Y aquí viene todo lo malo. Una vez más. Un tsunami de agua turbia con sorpresas más sólidas: Lo que me falta, lo que no soy, lo que debería hacer y no hago, la crueldad del mundo, el miedo feroz a la muerte o el sufrimiento de los que amo, la sensación de la vida que se me escurre entre las manos, de no encontrar mi sitio, de no ser conocida, de no ser comprendida, de desperdicio, de cobardía, el cieno resbaladizo, el agua sucia, los animales muertos, la vejez, el abandono, el deterioro, los juicios, las caras marchitas, el hambre atroz, la gula, el ansia de poder, las guerras, los abusos, el dolor, la maldad, la opresión, la codicia, mi desidia, la basura visible y la invisible que infiltra agua, mar, tierra, carne y aliento...
¿Por qué tanto espacio mental, tan amplias capacidades de sentir, pensar, proyectar y tan poca de tolerar los cambios continuos o las rutinas aburridas? ¿Por qué un avance de la consciencia tan lento y una vida tan corta? ¿Por qué el cuerpo no acompaña a esa mente errante y expansiva y se desmarca con su fragilidad o se enferma o se deteriora en mucho menos tiempo del que necesitamos para ubicarnos y constriñe los márgenes de la existencia? ¿Por qué tanto deseo de trascendencia, de reconocimiento, de pertenencia y tantas vidas sin brillo y sin propósito condenadas a la indiferencia?

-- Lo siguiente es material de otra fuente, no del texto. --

//! Maintenance resource client.

use super::bridge::{AsyncBridge, BridgedCall, CallbackContext};
use super::snapshot::{SnapshotCallback, SnapshotSlot};
use crate::core::error::ClientError;
use crate::etcd::kv::Header;
use crate::etcd::maintenance::{AlarmAction, AlarmList, AlarmType, MemberStatus};
use crate::etcd::proto;
use crate::transport::MaintenanceRpc;
use std::sync::Arc;

/// Client for the Maintenance service.
#[derive(Clone)]
pub struct MaintenanceClient {
    transport: Arc<dyn MaintenanceRpc>,
    bridge: AsyncBridge,
    snapshots: SnapshotSlot,
}

impl MaintenanceClient {
    pub fn new(transport: Arc<dyn MaintenanceRpc>, context: CallbackContext) -> Self {
        Self {
            snapshots: SnapshotSlot::new(transport.clone()),
            transport,
            bridge: AsyncBridge::new(context),
        }
    }

    /// Status of the member this client is connected to.
    pub fn status_member(&self) -> BridgedCall<MemberStatus> {
        self.bridge
            .bridge(self.transport.status(proto::StatusRequest), |r| {
                Ok(MemberStatus::from(r))
            })
    }

    /// Defragment the backend of the connected member.
    ///
    /// Expensive; defragment members one at a time.
    pub fn defragment_member(&self) -> BridgedCall<Header> {
        self.bridge
            .bridge(self.transport.defragment(proto::DefragmentRequest), |r| {
                Ok(Header::from(r.header))
            })
    }

    /// Every active alarm in the cluster.
    pub fn list_alarms(&self) -> BridgedCall<AlarmList> {
        let request = proto::AlarmRequest {
            action: AlarmAction::Get.to_wire() as i32,
            member_id: 0,
            alarm: AlarmType::None.to_wire() as i32,
        };
        self.bridge
            .bridge(self.transport.alarm(request), AlarmList::try_from)
    }

    /// Issue an alarm action for one member. A member id of 0 is rejected.
    pub fn alarm(
        &self,
        member_id: u64,
        alarm: AlarmType,
        action: AlarmAction,
    ) -> BridgedCall<AlarmList> {
        if member_id == 0 {
            return self
                .bridge
                .failed(ClientError::invalid_argument("member id must not be 0"));
        }
        let request = proto::AlarmRequest {
            action: action.to_wire() as i32,
            member_id,
            alarm: alarm.to_wire() as i32,
        };
        self.bridge
            .bridge(self.transport.alarm(request), AlarmList::try_from)
    }

    /// Deactivate an alarm raised on one member.
    pub fn disarm(&self, member_id: u64, alarm: AlarmType) -> BridgedCall<AlarmList> {
        self.alarm(member_id, alarm, AlarmAction::Deactivate)
    }

    /// Receive snapshot chunks on `callback`.
    ///
    /// Opens the snapshot stream if none is open, otherwise replaces the
    /// installed callback. After a stream error the callback is released and
    /// this must be called again to resume.
    pub fn set_snapshot_callback(&self, callback: Arc<dyn SnapshotCallback>) {
        self.snapshots.attach(callback);
    }

    /// Close the snapshot stream and release the callback. A no-op returning
    /// false when none is installed.
    pub fn remove_snapshot_callback(&self) -> bool {
        self.snapshots.detach()
    }

    pub fn has_snapshot_callback(&self) -> bool {
        self.snapshots.is_open()
    }

    pub fn context(&self) -> &CallbackContext {
        self.bridge.context()
    }

    /// Close the snapshot stream and stop this client's callback context.
    pub fn close(&self) {
        self.snapshots.detach();
        self.bridge.context().shutdown();
    }
}

impl std::fmt::Debug for MaintenanceClient {
    fn fmt(&self, f: &mut std::fmt::Formatter<'_>) -> std::fmt::Result {
        f.debug_struct("MaintenanceClient")
            .field("context", self.bridge.context())
            .field("snapshots", &self.snapshots)
            .finish()
    }
}
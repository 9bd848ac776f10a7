//! Tracing setup.
//!
//! The library only emits `tracing` events. Binaries and tests that want to
//! see them call [`init_tracing`] once.

use anyhow::Result;

/// Install a global `fmt` subscriber filtered by `RUST_LOG`, falling back to
/// `default_level` when the variable is unset or unparsable.
///
/// Returns an error if a global subscriber is already installed.
#[cfg(feature = "telemetry")]
pub fn init_tracing(default_level: &str) -> Result<()> {
    use tracing_subscriber::{fmt, prelude::*, EnvFilter};

    let filter =
        EnvFilter::try_from_default_env().unwrap_or_else(|_| EnvFilter::new(default_level));

    tracing_subscriber::registry()
        .with(fmt::layer().with_target(true).with_thread_names(true))
        .with(filter)
        .try_init()
        .map_err(|e| anyhow::anyhow!("failed to install tracing subscriber: {}", e))
}

#[cfg(not(feature = "telemetry"))]
pub fn init_tracing(_default_level: &str) -> Result<()> {
    Ok(())
}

Veo casas repletas de objetos vaciadas de lo que atesoraba alguien que ya no está y que a nadie le importan. Vanos intentos de aferrarse, de frenar el caos. Carreras en círculo. Vidas repletas de tareas repetitivas que no conducen a ninguna parte. Listas de pendientes que crecen de forma exponencial pese a cualquier estrategia de reducirlas. Infinitas responsabilidades sobre otros y una misma.

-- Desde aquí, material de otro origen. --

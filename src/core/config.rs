//! Configuration parsing and validation.
//!
//! Client configuration is loaded from TOML files with programmatic
//! overrides. Every section is optional; an empty file yields a client for
//! `http://127.0.0.1:2379`.

use anyhow::{Context, Result};
use serde::{Deserialize, Serialize};
use std::path::Path;
use std::time::Duration;

/// Top-level client configuration.
#[derive(Debug, Clone, Default, Serialize, Deserialize)]
pub struct ClientConfig {
    /// Connection to the etcd endpoint.
    #[serde(default)]
    pub connection: ConnectionConfig,

    /// Callback context settings.
    #[serde(default)]
    pub callbacks: CallbackConfig,

    /// Snapshot streaming settings.
    #[serde(default)]
    pub snapshot: SnapshotConfig,

    /// Telemetry settings.
    #[serde(default)]
    pub telemetry: TelemetryConfig,
}

/// Connection configuration.
#[derive(Debug, Clone, Serialize, Deserialize)]
pub struct ConnectionConfig {
    /// Endpoint URI (e.g., "http://127.0.0.1:2379").
    #[serde(default = "default_endpoint")]
    pub endpoint: String,

    /// Auth token attached to every request as `token` metadata.
    #[serde(default)]
    pub auth_token: Option<String>,

    /// Connect timeout in milliseconds.
    #[serde(default = "default_connect_timeout_ms")]
    pub connect_timeout_ms: u64,

    /// Per-request timeout in milliseconds.
    #[serde(default = "default_request_timeout_ms")]
    pub request_timeout_ms: u64,
}

impl Default for ConnectionConfig {
    fn default() -> Self {
        Self {
            endpoint: default_endpoint(),
            auth_token: None,
            connect_timeout_ms: default_connect_timeout_ms(),
            request_timeout_ms: default_request_timeout_ms(),
        }
    }
}

impl ConnectionConfig {
    /// Connect timeout as a duration.
    pub fn connect_timeout(&self) -> Duration {
        Duration::from_millis(self.connect_timeout_ms)
    }

    /// Request timeout as a duration.
    pub fn request_timeout(&self) -> Duration {
        Duration::from_millis(self.request_timeout_ms)
    }
}

/// Callback context configuration.
#[derive(Debug, Clone, Serialize, Deserialize)]
pub struct CallbackConfig {
    /// Prefix for callback thread names; the resource name is appended.
    #[serde(default = "default_thread_prefix")]
    pub thread_prefix: String,
}

impl Default for CallbackConfig {
    fn default() -> Self {
        Self {
            thread_prefix: default_thread_prefix(),
        }
    }
}

impl CallbackConfig {
    /// Thread name for the callback context of one resource client.
    pub fn thread_name(&self, resource: &str) -> String {
        format!("{}-{}", self.thread_prefix, resource)
    }
}

/// Snapshot streaming configuration.
#[derive(Debug, Clone, Serialize, Deserialize)]
pub struct SnapshotConfig {
    /// Chunk size in bytes used by the in-process transport.
    #[serde(default = "default_chunk_size")]
    pub chunk_size: usize,
}

impl Default for SnapshotConfig {
    fn default() -> Self {
        Self {
            chunk_size: default_chunk_size(),
        }
    }
}

/// Telemetry configuration.
#[derive(Debug, Clone, Serialize, Deserialize)]
pub struct TelemetryConfig {
    /// Log level: "trace", "debug", "info", "warn", "error".
    #[serde(default = "default_log_level")]
    pub log_level: String,
}

impl Default for TelemetryConfig {
    fn default() -> Self {
        Self {
            log_level: default_log_level(),
        }
    }
}

// Default value functions

fn default_endpoint() -> String {
    "http://127.0.0.1:2379".to_string()
}

fn default_connect_timeout_ms() -> u64 {
    5_000
}

fn default_request_timeout_ms() -> u64 {
    30_000
}

fn default_thread_prefix() -> String {
    "etcd-callback".to_string()
}

fn default_chunk_size() -> usize {
    32 * 1024
}

fn default_log_level() -> String {
    "info".to_string()
}

impl ClientConfig {
    /// Load configuration from a TOML file.
    pub fn from_file(path: &Path) -> Result<Self> {
        let content = std::fs::read_to_string(path)
            .with_context(|| format!("failed to read config file: {}", path.display()))?;
        Self::from_toml(&content)
            .with_context(|| format!("invalid config file: {}", path.display()))
    }

    /// Load configuration from a TOML string.
    pub fn from_toml(content: &str) -> Result<Self> {
        let config: ClientConfig =
            toml::from_str(content).with_context(|| "failed to parse config")?;
        config.validate()?;
        Ok(config)
    }

    /// Apply overrides to the configuration.
    pub fn apply_overrides(&mut self, overrides: &ConfigOverrides) {
        if let Some(ref endpoint) = overrides.endpoint {
            self.connection.endpoint = endpoint.clone();
        }
        if let Some(ref token) = overrides.auth_token {
            self.connection.auth_token = Some(token.clone());
        }
        if let Some(ref log_level) = overrides.log_level {
            self.telemetry.log_level = log_level.clone();
        }
        if let Some(request_timeout_ms) = overrides.request_timeout_ms {
            self.connection.request_timeout_ms = request_timeout_ms;
        }
    }

    /// Validate configuration consistency.
    pub fn validate(&self) -> Result<()> {
        self.validate_connection()?;
        self.validate_snapshot()?;
        self.validate_telemetry()?;
        Ok(())
    }

    fn validate_connection(&self) -> Result<()> {
        let endpoint = &self.connection.endpoint;
        if !endpoint.starts_with("http://") && !endpoint.starts_with("https://") {
            anyhow::bail!(
                "connection.endpoint must start with http:// or https://, got: {}",
                endpoint
            );
        }

        if self.connection.connect_timeout_ms == 0 {
            anyhow::bail!("connection.connect_timeout_ms must be > 0");
        }
        if self.connection.request_timeout_ms == 0 {
            anyhow::bail!("connection.request_timeout_ms must be > 0");
        }

        if let Some(ref token) = self.connection.auth_token {
            if token.is_empty() {
                anyhow::bail!("connection.auth_token must not be empty when set");
            }
        }

        if self.callbacks.thread_prefix.is_empty() {
            anyhow::bail!("callbacks.thread_prefix must not be empty");
        }

        Ok(())
    }

    fn validate_snapshot(&self) -> Result<()> {
        if self.snapshot.chunk_size == 0 {
            anyhow::bail!("snapshot.chunk_size must be > 0");
        }
        Ok(())
    }

    fn validate_telemetry(&self) -> Result<()> {
        let valid_levels = ["trace", "debug", "info", "warn", "error"];
        if !valid_levels.contains(&self.telemetry.log_level.as_str()) {
            anyhow::bail!(
                "telemetry.log_level must be one of {:?}, got: {}",
                valid_levels,
                self.telemetry.log_level
            );
        }
        Ok(())
    }
}

/// Override options applied on top of a loaded configuration.
#[derive(Debug, Clone, Default)]
pub struct ConfigOverrides {
    /// Override endpoint.
    pub endpoint: Option<String>,
    /// Override auth token.
    pub auth_token: Option<String>,
    /// Override log level.
    pub log_level: Option<String>,
    /// Override request timeout.
    pub request_timeout_ms: Option<u64>,
}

Vacío. Cansancio. Hartazgo.
Solo quiero dormir, hibernar, sedación profunda, olvido y calma.
Lo malo no se va, no es humo negro que disipa el viento, es alquitrán pegajoso y traicionero. Se ríe entre dientes. Disfruta cuando me revuelvo y me hundo más en él. Luchar equivale a embadurnarse.
No quiero. Y nadie va a rescatarme. Ya lo sé.
Este infierno es mío. Personal e intransferible. Hecho a medida, como un guante, con todo lo vivido. Decepciones, frustraciones y rechazos. Golpes, pérdidas, errores por acción y omisión. Neurotransmisores, hormonas y herencia. Tendencia innata a la melancolía. Entrega a otros y olvido de mi misma.
Desconexión profunda con mi supuesto núcleo, ese indestructible que ni puta idea dónde reside. Ni puta idea.
Otra mentira más.
Como Rivendel, que no aparece.
Suma y sigue.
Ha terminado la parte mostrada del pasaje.